I'm speaking to you today as a female human being, and I have a husband like you who is more than willing and able to pitch around the house to keep it tidy and running smoothly. We both work--him out of the home, and I work at home, so a lot of the things like laundry I just handle because I'm here. He likes to cook and I like to let him! LOL  But I have heard from him, on the occasion, that the way I tell him something can sound like a command. Now I'm hear to tell you that I don't INTEND to be demanding, but if a lady says "Get the drinks, dear" it can sound more blunt and bossy than, "Hey sweetie, this time would you mind being the one to get the drinks? Thanks!" 

So #1 I'd ask yourself if that might be the case with you. Is she saying "Tell the kids to go to bed" and it sounds like a command to you, but in her head she means "Dawg, would you mind doing bed duty tonight?" If you think that's the case, that her bark is worse than her bite, then my hubby has told me straight out, "You said that to me like a bark. I don't take barking too well. Did you mean that as harsh as it sounded?" Now, that's not said right "in the moment" but maybe afterward or the next day when we are both not tired and cranky. And in that timing, then yeah I can hear that it's not cool to speak to the person I love in a tone that sounds barky to them.
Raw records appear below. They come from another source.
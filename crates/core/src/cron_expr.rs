// SPDX-License-Identifier: BUSL-1.1
// Copyright (c) 2026 Alfred Jean LLC

//! Cron expression parsing and next-fire computation

use chrono::{DateTime, TimeZone, Utc};
use std::str::FromStr;
use thiserror::Error;

#[derive(Debug, Error)]
pub enum CronError {
    #[error("invalid cron expression '{expr}': {reason}")]
    Invalid { expr: String, reason: String },
}

/// A parsed schedule: five-field cron syntax
/// (minute hour day-of-month month day-of-week) or one of the
/// `@hourly/@daily/@weekly/@monthly` macros.
#[derive(Debug, Clone)]
pub struct CronSchedule {
    schedule: cron::Schedule,
    source: String,
}

impl CronSchedule {
    pub fn parse(expr: &str) -> Result<Self, CronError> {
        let trimmed = expr.trim();
        let normalized = normalize(trimmed).ok_or_else(|| CronError::Invalid {
            expr: trimmed.to_string(),
            reason: "expected five fields or a @macro".to_string(),
        })?;

        let schedule = cron::Schedule::from_str(&normalized).map_err(|e| CronError::Invalid {
            expr: trimmed.to_string(),
            reason: e.to_string(),
        })?;

        Ok(Self {
            schedule,
            source: trimmed.to_string(),
        })
    }

    /// The expression as written by the user.
    pub fn source(&self) -> &str {
        &self.source
    }

    /// Next fire time strictly after `epoch_ms`, as epoch milliseconds.
    ///
    /// Monotone in its argument and always strictly in the future of it.
    pub fn next_after(&self, epoch_ms: u64) -> Option<u64> {
        let after: DateTime<Utc> = Utc.timestamp_millis_opt(epoch_ms as i64).single()?;
        self.schedule
            .after(&after)
            .next()
            .map(|dt| dt.timestamp_millis() as u64)
    }
}

/// Rewrite a user expression into the six-field form the parser wants.
///
/// Macros pass through untouched; five fields gain a pinned seconds
/// column; six or seven fields are accepted as-is.
fn normalize(expr: &str) -> Option<String> {
    if expr.starts_with('@') {
        return Some(expr.to_string());
    }
    match expr.split_whitespace().count() {
        5 => Some(format!("0 {expr}")),
        6 | 7 => Some(expr.to_string()),
        _ => None,
    }
}

#[cfg(test)]
#[path = "cron_expr_tests.rs"]
mod tests;
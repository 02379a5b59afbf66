// SPDX-License-Identifier: BUSL-1.1
// Copyright (c) 2026 Alfred Jean LLC

//! File metadata index for agent homes

use crate::{StateStore, StoreError};
use aether_core::{FileMetadata, FileType, Uid};
use rusqlite::{params, OptionalExtension};

impl StateStore {
    pub fn upsert_file(&self, meta: &FileMetadata) -> Result<(), StoreError> {
        self.conn().execute(
            r#"
            INSERT INTO files (path, owner_uid, size, file_type, created_at_ms, modified_at_ms)
            VALUES (?1, ?2, ?3, ?4, ?5, ?6)
            ON CONFLICT(path) DO UPDATE SET
                size = ?3,
                file_type = ?4,
                modified_at_ms = ?6
            "#,
            params![
                meta.path,
                meta.owner_uid.as_str(),
                meta.size as i64,
                meta.file_type.as_str(),
                meta.created_at_ms as i64,
                meta.modified_at_ms as i64,
            ],
        )?;
        Ok(())
    }

    pub fn delete_file(&self, path: &str) -> Result<(), StoreError> {
        self.conn()
            .execute("DELETE FROM files WHERE path = ?1", params![path])?;
        Ok(())
    }

    pub fn get_file(&self, path: &str) -> Result<Option<FileMetadata>, StoreError> {
        let conn = self.conn();
        let result = conn
            .query_row(
                r#"
                SELECT path, owner_uid, size, file_type, created_at_ms, modified_at_ms
                FROM files WHERE path = ?1
                "#,
                params![path],
                |row| {
                    let file_type: String = row.get(3)?;
                    Ok(FileMetadata {
                        path: row.get(0)?,
                        owner_uid: Uid::new(row.get::<_, String>(1)?),
                        size: row.get::<_, i64>(2)? as u64,
                        file_type: FileType::parse(&file_type).unwrap_or(FileType::File),
                        created_at_ms: row.get::<_, i64>(4)? as u64,
                        modified_at_ms: row.get::<_, i64>(5)? as u64,
                    })
                },
            )
            .optional()?;
        Ok(result)
    }

    pub fn list_files(&self, owner: &Uid) -> Result<Vec<FileMetadata>, StoreError> {
        let conn = self.conn();
        let mut stmt = conn.prepare(
            r#"
            SELECT path, owner_uid, size, file_type, created_at_ms, modified_at_ms
            FROM files WHERE owner_uid = ?1 ORDER BY path
            "#,
        )?;
        let rows = stmt.query_map(params![owner.as_str()], |row| {
            let file_type: String = row.get(3)?;
            Ok(FileMetadata {
                path: row.get(0)?,
                owner_uid: Uid::new(row.get::<_, String>(1)?),
                size: row.get::<_, i64>(2)? as u64,
                file_type: FileType::parse(&file_type).unwrap_or(FileType::File),
                created_at_ms: row.get::<_, i64>(4)? as u64,
                modified_at_ms: row.get::<_, i64>(5)? as u64,
            })
        })?;
        let mut out = Vec::new();
        for row in rows {
            out.push(row?);
        }
        Ok(out)
    }
}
I want my spouse to feel valued and cared for, not bossed around! 

If you think about it and that is NOT the case for you--if you believe she actually is intending to be demanding and conditioning you to jump at her bidding--then I'd say stop jumping and start speaking out every single time she does it. 
Her: "Tell the kids to go to bed!"
You: "I don't appreciate being spoken to in that tone and will not comply with a disrespectful demand. No." 
The trick is two-fold: name it for what it is (disrespectful and a demand) and say no. A RESPECTFUL REQUEST is when a person ASKS...and there is an ability to say no. (If there's no ability to say no, then it is a disrespectful demand.) On the other hand, when she DOES frame it as a respectful request "Would you mind getting the kids in bed this time?" and you're okay with it...say YES as often as you can. 

By saying yes to disrepectful demands, you teach her to treat you disrespectfully. By naming it and saying no to disrespectful demands (...and saying yes as often as you can to respectful requests), you teach her to treat you respectfully.


----------



## Rob_1 (Sep 8, 2017)

Nothing like being assertive without sounding rude and bossy and speaking your mind. If you feel that your wife's constant asking of you to do things is creating resentment then speak up your mind"

YOU: "wife is getting to be annoying, and I'm starting to resent your constant ordering me to do things that you perfectly can do while you're on social media or whatever. I want this stop right now. I want to make crystal clear to you that you understand what I'm telling you. If you continue with this behavior it will eventually create a divide between us that might lead to the breakage of this relationship in the end".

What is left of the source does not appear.